Hire the inexperienced programmer with a passion for the craft. A passionate programmer will learn quickly, care about his work and enjoy doing it. I've worked with both types of programmers and I would always hire the passionate type over the experienced.

People who don't care about their work eventually lead to problems in quality as well as in meeting deadlines.

Since you explicitly state that you have the resources to train someone, this is a no brainer. Hire the passionate programmer.

117

Whilst no one posting here is in a position to tell you which to hire, I'd like to offer a little counterpoint to the proceedings...

One of our most recent new starters is the absolute image of professional experience.

In at 9, out at 5, one hour for lunch. No lates, no weekends.

Which probibly sounds terrible to most of the people who have responded so far.

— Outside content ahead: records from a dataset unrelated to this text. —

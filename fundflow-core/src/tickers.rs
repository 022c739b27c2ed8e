//! Ticker configuration: the funds to process and their provider identifiers.
//!
//! Stored as TOML (or JSON, chosen by file extension) with a top-level
//! `tickers` array. Entries are either a bare symbol or a table carrying the
//! iShares product identifiers used for shares scraping:
//!
//! ```toml
//! tickers = [
//!     "SPY",
//!     { symbol = "EWY", ishares_product_id = "239681", ishares_name = "ishares-msci-south-korea-capped-etf" },
//! ]
//! ```

use serde::{Deserialize, Deserializer, Serialize};
use std::collections::HashSet;
use std::path::{Path, PathBuf};
use thiserror::Error;

#[derive(Debug, Error)]
pub enum ConfigError {
    #[error("read config file {path}: {source}")]
    Read {
        path: PathBuf,
        #[source]
        source: std::io::Error,
    },

    #[error("parse config: {0}")]
    Parse(String),

    #[error("no tickers configured")]
    NoTickers,

    #[error("ticker '{0}' is configured more than once")]
    DuplicateSymbol(String),

    #[error("ticker '{0}' is not configured")]
    UnknownSymbol(String),

    #[error("unsupported config format '{0}' (expected .toml or .json)")]
    UnsupportedFormat(String),
}

/// One fund and its optional provider identifiers.
#[derive(Debug, Clone, PartialEq, Eq, Serialize, Deserialize)]
pub struct TickerConfig {
    pub symbol: String,
    #[serde(
        default,
        deserialize_with = "de_opt_string_or_number",
        skip_serializing_if = "Option::is_none"
    )]
    pub ishares_product_id: Option<String>,
    #[serde(default, skip_serializing_if = "Option::is_none")]
    pub ishares_name: Option<String>,
}

/// Identifiers addressing a fund's iShares holdings export.
#[derive(Debug, Clone, Copy, PartialEq, Eq)]
pub struct ISharesIds<'a> {
    pub product_id: &'a str,
    pub name: &'a str,
}

impl TickerConfig {
    pub fn new(symbol: impl Into<String>) -> Self {
        Self {
            symbol: symbol.into(),
            ishares_product_id: None,
            ishares_name: None,
        }
    }

    pub fn with_ishares(mut self, product_id: impl Into<String>, name: impl Into<String>) -> Self {
        self.ishares_product_id = Some(product_id.into());
        self.ishares_name = Some(name.into());
        self
    }

    /// Both identifiers, when present and non-empty. `None` means shares
    /// scraping is skipped for this fund.
    pub fn ishares(&self) -> Option<ISharesIds<'_>> {
        let product_id = self.ishares_product_id.as_deref().filter(|s| !s.is_empty())?;
        let name = self.ishares_name.as_deref().filter(|s| !s.is_empty())?;
        Some(ISharesIds { product_id, name })
    }
}

#[derive(Debug, Deserialize)]
#[serde(untagged)]
enum TickerEntry {
    Symbol(String),
    Full(TickerConfig),
}

#[derive(Debug, Deserialize)]
struct TickerFile {
    #[serde(default)]
    tickers: Vec<TickerEntry>,
}

#[derive(Serialize)]
struct TickerFileRef<'a> {
    tickers: &'a [TickerConfig],
}

/// Validated, non-empty list of configured funds.
#[derive(Debug, Clone, PartialEq, Eq)]
pub struct TickerList {
    tickers: Vec<TickerConfig>,
}

impl TickerList {
    /// Load a ticker list; `.json` files are read as JSON, everything else as TOML.
    pub fn from_file(path: &Path) -> Result<Self, ConfigError> {
        let content = std::fs::read_to_string(path).map_err(|source| ConfigError::Read {
            path: path.to_path_buf(),
            source,
        })?;
        match path.extension().and_then(|e| e.to_str()) {
            Some("json") => Self::from_json(&content),
            Some("toml") | None => Self::from_toml(&content),
            Some(other) => Err(ConfigError::UnsupportedFormat(other.to_string())),
        }
    }

    pub fn from_toml(content: &str) -> Result<Self, ConfigError> {
        let file: TickerFile =
            toml::from_str(content).map_err(|e| ConfigError::Parse(format!("tickers TOML: {e}")))?;
        Self::from_entries(file.tickers)
    }

    pub fn from_json(content: &str) -> Result<Self, ConfigError> {
        let file: TickerFile = serde_json::from_str(content)
            .map_err(|e| ConfigError::Parse(format!("tickers JSON: {e}")))?;
        Self::from_entries(file.tickers)
    }

    pub fn new(tickers: Vec<TickerConfig>) -> Result<Self, ConfigError> {
        Self::from_entries(tickers.into_iter().map(TickerEntry::Full).collect())
    }

    fn from_entries(entries: Vec<TickerEntry>) -> Result<Self, ConfigError> {
        let mut seen = HashSet::new();
        let mut tickers = Vec::with_capacity(entries.len());

        for entry in entries {
            let mut config = match entry {
                TickerEntry::Symbol(symbol) => TickerConfig::new(symbol),
                TickerEntry::Full(config) => config,
            };
            config.symbol = config.symbol.trim().to_uppercase();
            if config.symbol.is_empty() {
                continue;
            }
            if !seen.insert(config.symbol.clone()) {
                return Err(ConfigError::DuplicateSymbol(config.symbol));
            }
            tickers.push(config);
        }

        if tickers.is_empty() {
            return Err(ConfigError::NoTickers);
        }
        Ok(Self { tickers })
    }

    /// Restrict to the given symbols (case-insensitive), keeping config order.
    pub fn select(&self, symbols: &[String]) -> Result<Self, ConfigError> {
        let wanted: Vec<String> = symbols.iter().map(|s| s.trim().to_uppercase()).collect();
        if let Some(missing) = wanted.iter().find(|w| self.get(w).is_none()) {
            return Err(ConfigError::UnknownSymbol(missing.clone()));
        }
        let tickers: Vec<TickerConfig> = self
            .tickers
            .iter()
            .filter(|t| wanted.contains(&t.symbol))
            .cloned()
            .collect();
        if tickers.is_empty() {
            return Err(ConfigError::NoTickers);
        }
        Ok(Self { tickers })
    }

    pub fn get(&self, symbol: &str) -> Option<&TickerConfig> {
        self.tickers.iter().find(|t| t.symbol == symbol)
    }

    pub fn tickers(&self) -> &[TickerConfig] {
        &self.tickers
    }

    pub fn iter(&self) -> impl Iterator<Item = &TickerConfig> {
        self.tickers.iter()
    }

    pub fn symbols(&self) -> Vec<&str> {
        self.tickers.iter().map(|t| t.symbol.as_str()).collect()
    }

    pub fn len(&self) -> usize {
        self.tickers.len()
    }

    pub fn is_empty(&self) -> bool {
        self.tickers.is_empty()
    }

    pub fn to_toml(&self) -> Result<String, ConfigError> {
        toml::to_string_pretty(&TickerFileRef {
            tickers: &self.tickers,
        })
        .map_err(|e| ConfigError::Parse(format!("serialize tickers: {e}")))
    }
}

/// Product ids show up both as strings and as bare numbers in existing configs.
fn de_opt_string_or_number<'de, D>(deserializer: D) -> Result<Option<String>, D::Error>
where
    D: Deserializer<'de>,
{
    #[derive(Deserialize)]
    #[serde(untagged)]
    enum StringOrNumber {
        Str(String),
        Int(i64),
    }

    Ok(
        Option::<StringOrNumber>::deserialize(deserializer)?.map(|v| match v {
            StringOrNumber::Str(s) => s,
            StringOrNumber::Int(n) => n.to_string(),
        }),
    )
}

However, not only is his code better (clean, concise, patterned, understandable, maintainable, test, on time!) than most any other team member, he is also an excelent sounding board for the passionate devs when they think they are about to solve all of our woes is a single deployment, a fountain of knowledge, and a voice sanity saving us from ourselves.

He knows how to push back against pushy management. He can spot scope creep a mile down the road. He writes more unit tests than anyone else. He doesn't b*tch and moan when he gets lumped with a boring task, and he'll probably still be here in 5 years time.

(To add to my first answer)

How do you know the passionate bloke is passionate other than the fact he told you?

He might be doing his best keen face because he so desperately needs the job, people will say most anything to get a job at the moment

He might think he's passionate about coding, but will the sheen start to tarnish when he realises 99% of us don't write sexy code.

Experience is quantifiable and provable.

Experience know that day-to-day, most of us work on non-sexy systems and dirty legacy code. And Experience shows that they can still drag themselves out of bed in the morning to deal with that.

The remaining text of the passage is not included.